--- Supplied information ---

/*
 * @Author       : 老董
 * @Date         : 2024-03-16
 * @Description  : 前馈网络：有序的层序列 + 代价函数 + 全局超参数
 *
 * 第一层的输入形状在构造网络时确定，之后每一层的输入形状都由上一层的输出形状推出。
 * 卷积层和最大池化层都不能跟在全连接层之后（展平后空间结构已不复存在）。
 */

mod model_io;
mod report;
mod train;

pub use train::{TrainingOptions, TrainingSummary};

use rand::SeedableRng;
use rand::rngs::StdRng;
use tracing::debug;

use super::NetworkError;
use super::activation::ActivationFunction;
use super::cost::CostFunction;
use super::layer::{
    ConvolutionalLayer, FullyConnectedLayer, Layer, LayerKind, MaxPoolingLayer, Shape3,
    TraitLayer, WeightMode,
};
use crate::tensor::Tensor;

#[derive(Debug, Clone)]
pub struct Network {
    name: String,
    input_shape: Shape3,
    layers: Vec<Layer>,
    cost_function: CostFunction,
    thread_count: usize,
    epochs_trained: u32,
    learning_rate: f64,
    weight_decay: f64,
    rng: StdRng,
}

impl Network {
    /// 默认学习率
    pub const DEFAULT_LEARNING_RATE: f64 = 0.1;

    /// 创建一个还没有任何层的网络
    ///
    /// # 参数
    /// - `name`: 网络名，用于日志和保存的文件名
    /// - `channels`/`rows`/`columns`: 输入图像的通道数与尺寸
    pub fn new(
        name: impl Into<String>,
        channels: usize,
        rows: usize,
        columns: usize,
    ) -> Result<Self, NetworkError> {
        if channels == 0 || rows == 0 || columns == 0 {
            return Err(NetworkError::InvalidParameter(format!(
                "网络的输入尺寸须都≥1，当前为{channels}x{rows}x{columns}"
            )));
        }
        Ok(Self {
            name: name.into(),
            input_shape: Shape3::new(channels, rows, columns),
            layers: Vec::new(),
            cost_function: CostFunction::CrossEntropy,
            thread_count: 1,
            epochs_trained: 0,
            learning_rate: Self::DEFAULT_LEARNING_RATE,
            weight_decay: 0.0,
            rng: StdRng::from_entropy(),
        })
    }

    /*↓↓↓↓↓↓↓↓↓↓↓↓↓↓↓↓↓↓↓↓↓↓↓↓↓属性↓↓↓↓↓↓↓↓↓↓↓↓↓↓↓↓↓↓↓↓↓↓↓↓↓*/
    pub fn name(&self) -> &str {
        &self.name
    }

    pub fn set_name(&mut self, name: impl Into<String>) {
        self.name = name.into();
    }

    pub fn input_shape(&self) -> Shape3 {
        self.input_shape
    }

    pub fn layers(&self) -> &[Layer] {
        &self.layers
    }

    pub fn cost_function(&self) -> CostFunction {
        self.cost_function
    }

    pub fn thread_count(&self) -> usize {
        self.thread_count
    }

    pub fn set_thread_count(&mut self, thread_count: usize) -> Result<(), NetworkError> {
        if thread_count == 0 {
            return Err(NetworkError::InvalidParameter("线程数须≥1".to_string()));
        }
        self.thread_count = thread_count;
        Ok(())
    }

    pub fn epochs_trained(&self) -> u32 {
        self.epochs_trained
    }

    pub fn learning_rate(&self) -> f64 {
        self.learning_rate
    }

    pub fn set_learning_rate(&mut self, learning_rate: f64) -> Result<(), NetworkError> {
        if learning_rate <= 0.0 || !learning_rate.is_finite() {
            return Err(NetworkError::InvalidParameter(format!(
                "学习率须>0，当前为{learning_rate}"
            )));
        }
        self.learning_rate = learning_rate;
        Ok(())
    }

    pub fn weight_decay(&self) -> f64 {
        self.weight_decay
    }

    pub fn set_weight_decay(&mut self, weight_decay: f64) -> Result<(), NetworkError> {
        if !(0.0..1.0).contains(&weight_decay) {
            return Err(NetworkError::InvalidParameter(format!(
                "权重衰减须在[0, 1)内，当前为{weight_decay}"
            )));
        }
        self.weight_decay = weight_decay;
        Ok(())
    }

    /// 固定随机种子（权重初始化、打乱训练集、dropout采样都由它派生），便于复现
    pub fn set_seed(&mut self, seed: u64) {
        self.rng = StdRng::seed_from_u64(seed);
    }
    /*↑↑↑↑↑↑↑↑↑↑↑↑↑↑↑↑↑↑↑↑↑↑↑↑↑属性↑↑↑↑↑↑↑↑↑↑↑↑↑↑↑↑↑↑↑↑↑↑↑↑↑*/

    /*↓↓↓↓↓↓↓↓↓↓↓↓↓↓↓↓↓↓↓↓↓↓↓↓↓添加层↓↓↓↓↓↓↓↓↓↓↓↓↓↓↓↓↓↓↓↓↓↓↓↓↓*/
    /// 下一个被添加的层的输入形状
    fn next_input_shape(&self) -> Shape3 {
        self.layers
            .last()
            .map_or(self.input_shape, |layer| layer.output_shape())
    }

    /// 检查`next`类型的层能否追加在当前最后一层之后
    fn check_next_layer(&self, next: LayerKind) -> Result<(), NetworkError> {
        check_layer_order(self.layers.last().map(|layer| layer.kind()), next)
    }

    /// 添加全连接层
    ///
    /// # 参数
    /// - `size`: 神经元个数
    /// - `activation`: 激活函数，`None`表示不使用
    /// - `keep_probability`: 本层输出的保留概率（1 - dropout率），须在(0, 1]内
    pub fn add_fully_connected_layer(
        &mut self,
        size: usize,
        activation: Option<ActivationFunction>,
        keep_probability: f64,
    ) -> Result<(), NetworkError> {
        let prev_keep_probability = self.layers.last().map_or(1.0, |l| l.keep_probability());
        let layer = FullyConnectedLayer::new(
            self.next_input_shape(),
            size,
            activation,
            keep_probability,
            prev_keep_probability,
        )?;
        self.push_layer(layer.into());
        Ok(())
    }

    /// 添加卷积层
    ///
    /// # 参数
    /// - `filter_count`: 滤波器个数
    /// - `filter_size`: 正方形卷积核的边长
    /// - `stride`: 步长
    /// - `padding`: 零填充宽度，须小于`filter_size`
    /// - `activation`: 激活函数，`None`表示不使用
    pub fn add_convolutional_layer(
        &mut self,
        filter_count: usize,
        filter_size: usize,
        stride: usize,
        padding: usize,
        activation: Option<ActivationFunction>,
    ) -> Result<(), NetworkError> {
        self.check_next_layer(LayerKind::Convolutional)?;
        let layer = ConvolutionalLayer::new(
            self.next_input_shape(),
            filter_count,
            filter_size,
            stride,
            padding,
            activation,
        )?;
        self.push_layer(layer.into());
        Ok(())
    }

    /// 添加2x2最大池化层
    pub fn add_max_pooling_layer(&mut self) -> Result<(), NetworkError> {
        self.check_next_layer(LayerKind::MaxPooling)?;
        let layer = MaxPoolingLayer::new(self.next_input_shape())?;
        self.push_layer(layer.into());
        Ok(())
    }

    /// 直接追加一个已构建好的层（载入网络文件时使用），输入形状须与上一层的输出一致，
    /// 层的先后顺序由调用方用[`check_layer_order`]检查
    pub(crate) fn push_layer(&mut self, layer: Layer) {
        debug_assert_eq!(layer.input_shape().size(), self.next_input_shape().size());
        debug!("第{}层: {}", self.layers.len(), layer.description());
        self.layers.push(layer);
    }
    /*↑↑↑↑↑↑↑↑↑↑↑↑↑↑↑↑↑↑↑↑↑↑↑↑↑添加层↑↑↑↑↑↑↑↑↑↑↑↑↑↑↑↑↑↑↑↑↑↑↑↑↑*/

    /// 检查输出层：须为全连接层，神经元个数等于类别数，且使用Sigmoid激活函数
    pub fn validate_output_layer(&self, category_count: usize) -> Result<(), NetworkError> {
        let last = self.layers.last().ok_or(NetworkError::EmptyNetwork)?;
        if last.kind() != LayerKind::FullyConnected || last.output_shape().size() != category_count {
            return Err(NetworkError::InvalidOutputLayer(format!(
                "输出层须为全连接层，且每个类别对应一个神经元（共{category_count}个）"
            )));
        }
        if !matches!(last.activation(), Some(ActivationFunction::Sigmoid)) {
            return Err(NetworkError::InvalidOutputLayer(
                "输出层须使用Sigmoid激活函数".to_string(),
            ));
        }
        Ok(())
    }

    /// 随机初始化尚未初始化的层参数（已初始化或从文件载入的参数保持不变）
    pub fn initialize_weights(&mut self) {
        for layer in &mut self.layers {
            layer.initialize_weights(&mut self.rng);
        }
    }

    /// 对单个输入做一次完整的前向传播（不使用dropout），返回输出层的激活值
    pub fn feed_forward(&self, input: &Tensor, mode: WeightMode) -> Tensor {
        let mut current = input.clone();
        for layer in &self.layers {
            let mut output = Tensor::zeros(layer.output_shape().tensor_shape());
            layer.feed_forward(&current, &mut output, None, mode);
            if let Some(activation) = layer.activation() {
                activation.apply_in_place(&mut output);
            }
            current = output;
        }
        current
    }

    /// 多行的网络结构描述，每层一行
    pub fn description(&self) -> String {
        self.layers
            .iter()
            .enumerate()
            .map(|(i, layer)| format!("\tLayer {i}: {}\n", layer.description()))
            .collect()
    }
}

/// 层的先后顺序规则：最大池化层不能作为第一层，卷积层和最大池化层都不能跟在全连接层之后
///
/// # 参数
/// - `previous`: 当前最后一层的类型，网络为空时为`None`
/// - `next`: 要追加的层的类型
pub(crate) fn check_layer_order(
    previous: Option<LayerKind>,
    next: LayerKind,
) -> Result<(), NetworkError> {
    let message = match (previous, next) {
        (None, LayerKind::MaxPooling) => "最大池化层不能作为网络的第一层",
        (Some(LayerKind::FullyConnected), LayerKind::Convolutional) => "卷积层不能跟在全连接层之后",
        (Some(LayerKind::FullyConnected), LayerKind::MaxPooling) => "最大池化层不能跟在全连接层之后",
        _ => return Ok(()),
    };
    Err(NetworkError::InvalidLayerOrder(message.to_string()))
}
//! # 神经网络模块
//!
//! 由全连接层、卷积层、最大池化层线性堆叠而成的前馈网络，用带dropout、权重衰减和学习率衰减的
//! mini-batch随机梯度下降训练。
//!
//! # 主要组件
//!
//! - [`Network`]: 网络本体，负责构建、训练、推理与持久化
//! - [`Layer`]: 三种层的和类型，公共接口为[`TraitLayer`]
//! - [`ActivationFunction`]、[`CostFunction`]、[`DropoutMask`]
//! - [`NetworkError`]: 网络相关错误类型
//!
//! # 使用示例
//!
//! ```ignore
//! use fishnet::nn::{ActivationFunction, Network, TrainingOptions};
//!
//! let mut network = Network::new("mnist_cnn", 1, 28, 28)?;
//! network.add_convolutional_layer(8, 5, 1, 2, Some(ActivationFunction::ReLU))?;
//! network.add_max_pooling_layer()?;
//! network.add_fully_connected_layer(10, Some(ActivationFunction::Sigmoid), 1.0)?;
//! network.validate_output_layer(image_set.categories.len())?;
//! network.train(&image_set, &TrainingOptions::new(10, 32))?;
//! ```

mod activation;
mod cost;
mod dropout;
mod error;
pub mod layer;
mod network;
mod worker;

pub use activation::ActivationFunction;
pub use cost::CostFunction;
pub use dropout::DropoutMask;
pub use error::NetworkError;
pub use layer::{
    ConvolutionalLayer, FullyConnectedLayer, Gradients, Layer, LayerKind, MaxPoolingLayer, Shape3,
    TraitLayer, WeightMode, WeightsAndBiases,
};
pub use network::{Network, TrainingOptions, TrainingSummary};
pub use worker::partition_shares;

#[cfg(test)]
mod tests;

--- Task brief ---
Only a number is expected in reply: how many lines of the entries hold the word "TrainingOptions"?

--- Result ---
4